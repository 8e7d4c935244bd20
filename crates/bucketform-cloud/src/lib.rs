//! Bucketform provider framework
//!
//! This crate provides the pieces a resource provider needs to talk to a
//! declarative orchestrator: typed lifecycle operations, structured
//! diagnostics and the plan/state container the orchestrator round-trips.
//!
//! # Architecture
//!
//! ```text
//! ┌─────────────────────────────────────────────────┐
//! │              Orchestrator (host)                 │
//! │        plan / state / provider config            │
//! └─────────────────┬───────────────────────────────┘
//!                   │  StateValue + Diagnostics
//! ┌─────────────────▼───────────────────────────────┐
//! │               bucketform-cloud                   │
//! │  ┌──────────────────────────────────────────┐   │
//! │  │  ResourceServer (ResourceHandler)         │   │
//! │  │  schema validation, decode / encode       │   │
//! │  └──────────────────┬───────────────────────┘   │
//! │  ┌──────────────────▼───────────────────────┐   │
//! │  │  trait Resource { create, read, ... }     │   │
//! │  └──────────────────────────────────────────┘   │
//! └─────────────────┬───────────────────────────────┘
//!                   │
//! ┌─────────────────▼───────────────┐
//! │      bucketform-cloud-aws       │
//! │   S3 provider, bucket resource  │
//! └─────────────────────────────────┘
//! ```

pub mod action;
pub mod diagnostics;
pub mod error;
pub mod logging;
pub mod provider;
pub mod resource;
pub mod schema;
pub mod state;
pub mod timestamp;

// Re-exports
pub use action::{Operation, OperationResult, ResourceResponse};
pub use diagnostics::{Diagnostic, Diagnostics, Severity};
pub use error::{CloudError, Result};
pub use logging::{init_logging, try_init_logging};
pub use provider::{Provider, ProviderData, downcast_provider_data, resource_type_name};
pub use resource::{Resource, ResourceHandler, ResourceServer};
pub use schema::{Attribute, AttributeType, Schema};
pub use state::StateValue;
pub use timestamp::{format_rfc850, parse_rfc850};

### YOUR OBJECTIVE
If a line of the listing above contains "ResourceHandler", pick it out and copy it.

### REPLY TO THE TASK
//! │  │  ResourceServer (ResourceHandler)         │   │
pub use resource::{Resource, ResourceHandler, ResourceServer};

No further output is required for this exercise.